- Born: 24 July 1991 (age 34) Auckland, New Zealand

= Jarred Blakiston =

New Zealand actor and writer (born 1991)

Jarred Blakiston (born 1991) is a New Zealand-born actor and writer.

==Background==
He spent his childhood in Auckland and was educated at St Peter's College.

==Acting career==
Blakiston is best known for his year-long role, from 2004 to 2005, and then recurring in 2007, in New Zealand's longest running soap, Shortland Street, playing the role of Daniel Potts, son of Dr Sarah Potts (Played by Amanda Billing). In 2007 he appeared in The Tattooist in the role of the young Jake Sawyer. He was formerly signed with Red11 modelling agency after being scouted at a popular Auckland CBD nightclub. He appeared in the film The Hobbit: An Unexpected Journey in the role of Musical Elf.
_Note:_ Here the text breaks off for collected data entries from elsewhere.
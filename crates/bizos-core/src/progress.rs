//! Phase-progress tracking.
//!
//! [`Tracker`] is the only writer of the progress and selection-context
//! keys. Progress is tied to the selected idea: when the selection's
//! fingerprint changes, phases 2-5 are wiped because their outputs were
//! produced for a different business.

use crate::notify::Notifier;
use crate::paths::{PHASE_PROGRESS_KEY, PROGRESS_CONTEXT_KEY};
use crate::selection;
use crate::store::Store;
use crate::types::{PhaseId, PhaseProgress, PhaseProgressState};

pub struct Tracker<S: Store> {
    store: S,
    notifier: Notifier,
}

impl<S: Store> Tracker<S> {
    pub fn new(store: S) -> Self {
        Self::with_notifier(store, Notifier::new())
    }

    pub fn with_notifier(store: S, notifier: Notifier) -> Self {
        Self { store, notifier }
    }

    pub fn store(&self) -> &S {
        &self.store
    }

    pub fn notifier(&self) -> &Notifier {
        &self.notifier
    }

    // -----------------------------------------------------------------------
    // Public operations
    // -----------------------------------------------------------------------

    /// Current progress, reconciled against the selected idea.
    ///
    /// Never fails: missing or malformed data reads as all-incomplete.
    /// May write (reset on idea switch, phase-1 inference) and notify.
    pub fn read_phase_progress(&self) -> PhaseProgressState {
        if !self.store.is_available() {
            return PhaseProgressState::new();
        }
        let (state, changed) = self.load_reconciled();
        if changed {
            self.notifier.notify_local();
        }
        state
    }

    /// Persist `state` verbatim and notify observers.
    pub fn write_phase_progress(&self, state: &PhaseProgressState) {
        if !self.store.is_available() {
            return;
        }
        self.persist(state);
        if let Some(ctx) = self.current_context() {
            self.store.set(PROGRESS_CONTEXT_KEY, &ctx);
        }
        self.notifier.notify_local();
    }

    /// Mark `phase` complete or incomplete. Emits exactly one notification,
    /// even if reading the current state also reconciled it.
    pub fn set_phase_completed(&self, phase: PhaseId, completed: bool) {
        if !self.store.is_available() {
            return;
        }
        let (mut state, _) = self.load_reconciled();
        state.set(phase, PhaseProgress::stamped(completed));
        tracing::debug!(phase = %phase, completed, "phase progress updated");
        self.write_phase_progress(&state);
    }

    /// Recommended next phase. Pure when `state` is supplied.
    pub fn recommended_phase(&self, state: Option<&PhaseProgressState>) -> PhaseId {
        match state {
            Some(state) => state.recommended_phase(),
            None => self.read_phase_progress().recommended_phase(),
        }
    }

    /// Clear every phase. The next read re-infers phase 1 if an idea is
    /// still selected.
    pub fn reset_progress(&self) {
        self.write_phase_progress(&PhaseProgressState::new());
    }

    // -----------------------------------------------------------------------
    // Internals
    // -----------------------------------------------------------------------

    fn load_raw(&self) -> PhaseProgressState {
        self.store
            .get(PHASE_PROGRESS_KEY)
            .and_then(|raw| PhaseProgressState::parse(&raw))
            .unwrap_or_default()
    }

    fn persist(&self, state: &PhaseProgressState) {
        match serde_json::to_string(state) {
            Ok(json) => self.store.set(PHASE_PROGRESS_KEY, &json),
            Err(e) => tracing::warn!(error = %e, "failed to encode phase progress"),
        }
    }

    fn current_context(&self) -> Option<String> {
        selection::fingerprint(&self.store)
    }

    /// Load, reset on idea switch, then infer phase 1, in that order.
    /// Returns the state and whether anything was written that observers
    /// should hear about.
    fn load_reconciled(&self) -> (PhaseProgressState, bool) {
        let state = self.load_raw();
        let (mut state, mut changed) = self.reconcile_context(state);

        if selection::has_selection(&self.store) && !state.is_completed(PhaseId::Phase1) {
            let phase1 = state.get_mut(PhaseId::Phase1);
            phase1.completed = true;
            phase1.updated_at = phase1.updated_at.or_else(|| Some(crate::types::now()));
            self.persist(&state);

            if let Some(ctx) = self.current_context() {
                if self.store.get(PROGRESS_CONTEXT_KEY).as_deref() != Some(ctx.as_str()) {
                    self.store.set(PROGRESS_CONTEXT_KEY, &ctx);
                }
            }
            changed = true;
        }

        (state, changed)
    }

    fn reconcile_context(&self, state: PhaseProgressState) -> (PhaseProgressState, bool) {
        let Some(current) = self.current_context() else {
            return (state, false);
        };

        match self.store.get(PROGRESS_CONTEXT_KEY) {
            Some(stored) if stored != current => {
                tracing::info!("selected idea changed, resetting downstream phase progress");
                let reset = PhaseProgressState::reset_for_new_selection();
                self.persist(&reset);
                self.store.set(PROGRESS_CONTEXT_KEY, &current);
                (reset, true)
            }
            Some(_) => (state, false),
            None => {
                self.store.set(PROGRESS_CONTEXT_KEY, &current);
                (state, false)
            }
        }
    }
}

// ---------------------------------------------------------------------------
// Tests
// ---------------------------------------------------------------------------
Other film and television roles include "customer" in Power Ranges Megaforce, "Ethan Poindexter" in Amazing Extraordinary Friends, and "Laurence" in P.E.T Detectives. In 2015, he joined the cast of Power Rangers Dino Charge cast in the recurring role of Prince Phillip III of Zandar, who eventually becomes the Dino Charge Graphite Ranger.